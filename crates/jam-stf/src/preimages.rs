//! Solicited preimage provisioning.
//!
//! A preimage is admitted only if the requesting service has a matching
//! `lookup_meta` slot keyed by `(blake2b(blob), |blob|)`. Input must be
//! strictly sorted by `(requester, hash)`; re-provisioning an already-held
//! preimage is a no-op.

use jam_crypto::blake2b_256;
use jam_types::block::Preimage;
use jam_types::state::LookupKey;
use jam_types::{ChainState, TimeSlot};

/// Fatal preimage failures; state is left untouched.
#[derive(Clone, Debug, PartialEq, Eq, thiserror::Error)]
pub enum PreimageError {
    #[error("preimages_not_sorted_unique")]
    NotSortedUnique,

    #[error("preimage_unneeded")]
    Unneeded,
}

/// Counts of admitted blobs.
#[derive(Clone, Debug, Default, PartialEq, Eq)]
pub struct PreimagesOutput {
    pub provided_count: u64,
    pub provided_size: u64,
}

/// Apply the preimages extrinsic.
pub fn apply(
    pre: &ChainState,
    preimages: &[Preimage],
    slot: TimeSlot,
) -> Result<(ChainState, PreimagesOutput), PreimageError> {
    if preimages.is_empty() {
        return Ok((pre.clone(), PreimagesOutput::default()));
    }

    // Strict (requester, hash) ordering, no duplicates.
    let keys: Vec<(u32, jam_types::Hash)> =
        preimages.iter().map(|p| (p.requester, blake2b_256(&p.blob))).collect();
    for pair in keys.windows(2) {
        if pair[0] >= pair[1] {
            return Err(PreimageError::NotSortedUnique);
        }
    }

    // Solicitation check before any mutation: a single unneeded preimage
    // rejects the extrinsic with the pre-state unchanged.
    for (preimage, (_, hash)) in preimages.iter().zip(&keys) {
        let key = LookupKey { hash: *hash, length: preimage.blob.len() as u32 };
        let solicited = pre
            .accounts
            .get(&preimage.requester)
            .is_some_and(|account| account.is_solicited(&key));
        if !solicited {
            tracing::debug!(requester = preimage.requester, %hash, "unsolicited preimage");
            return Err(PreimageError::Unneeded);
        }
    }

    let mut post = pre.clone();
    let mut output = PreimagesOutput::default();

    for (preimage, (_, hash)) in preimages.iter().zip(&keys) {
        let account = post
            .accounts
            .get_mut(&preimage.requester)
            .expect("solicitation checked above");

        // Idempotent: an already-provided preimage changes nothing.
        if account.preimages.contains_key(hash) {
            continue;
        }

        account.preimages.insert(*hash, preimage.blob.clone());
        let key = LookupKey { hash: *hash, length: preimage.blob.len() as u32 };
        if let Some(entry) = account.lookup_entry_mut(&key) {
            entry.value.push(slot);
        }

        output.provided_count += 1;
        output.provided_size += preimage.blob.len() as u64;

        let stats = post.statistics.service_mut(preimage.requester);
        stats.provided_count += 1;
        stats.provided_size += preimage.blob.len() as u64;
    }

    Ok((post, output))
}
══════════════════════════════
# [TASK STATEMENT]
So that nothing is lost, please reproduce each entry exactly as written.

# [WRITTEN ANSWER]
filename crates/jam-stf/src/preimages.rs
//! Solicited preimage provisioning.
//!
//! A preimage is admitted only if the requesting service has a matching
//! `lookup_meta` slot keyed by `(blake2b(blob), |blob|)`. Input must be
//! strictly sorted by `(requester, hash)`; re-provisioning an already-held
//! preimage is a no-op.

use jam_crypto::blake2b_256;
use jam_types::block::Preimage;
use jam_types::state::LookupKey;
use jam_types::{ChainState, TimeSlot};

/// Fatal preimage failures; state is left untouched.
#[derive(Clone, Debug, PartialEq, Eq, thiserror::Error)]
pub enum PreimageError {
    #[error("preimages_not_sorted_unique")]
    NotSortedUnique,

    #[error("preimage_unneeded")]
    Unneeded,
}

/// Counts of admitted blobs.
#[derive(Clone, Debug, Default, PartialEq, Eq)]
pub struct PreimagesOutput {
    pub provided_count: u64,
    pub provided_size: u64,
}

/// Apply the preimages extrinsic.
pub fn apply(
    pre: &ChainState,
    preimages: &[Preimage],
    slot: TimeSlot,
) -> Result<(ChainState, PreimagesOutput), PreimageError> {
    if preimages.is_empty() {
        return Ok((pre.clone(), PreimagesOutput::default()));
    }

    // Strict (requester, hash) ordering, no duplicates.
    let keys: Vec<(u32, jam_types::Hash)> =
        preimages.iter().map(|p| (p.requester, blake2b_256(&p.blob))).collect();
    for pair in keys.windows(2) {
        if pair[0] >= pair[1] {
            return Err(PreimageError::NotSortedUnique);
        }
    }

    // Solicitation check before any mutation: a single unneeded preimage
    // rejects the extrinsic with the pre-state unchanged.
    for (preimage, (_, hash)) in preimages.iter().zip(&keys) {
        let key = LookupKey { hash: *hash, length: preimage.blob.len() as u32 };
        let solicited = pre
            .accounts
            .get(&preimage.requester)
            .is_some_and(|account| account.is_solicited(&key));
        if !solicited {
            tracing::debug!(requester = preimage.requester, %hash, "unsolicited preimage");
            return Err(PreimageError::Unneeded);
        }
    }

    let mut post = pre.clone();
    let mut output = PreimagesOutput::default();

    for (preimage, (_, hash)) in preimages.iter().zip(&keys) {
        let account = post
            .accounts
            .get_mut(&preimage.requester)
            .expect("solicitation checked above");

        // Idempotent: an already-provided preimage changes nothing.
        if account.preimages.contains_key(hash) {
            continue;
        }

        account.preimages.insert(*hash, preimage.blob.clone());
        let key = LookupKey { hash: *hash, length: preimage.blob.len() as u32 };
        if let Some(entry) = account.lookup_entry_mut(&key) {
            entry.value.push(slot);
        }

        output.provided_count += 1;
        output.provided_size += preimage.blob.len() as u64;

        let stats = post.statistics.service_mut(preimage.requester);
        stats.provided_count += 1;
        stats.provided_size += preimage.blob.len() as u64;
    }

    Ok((post, output))
}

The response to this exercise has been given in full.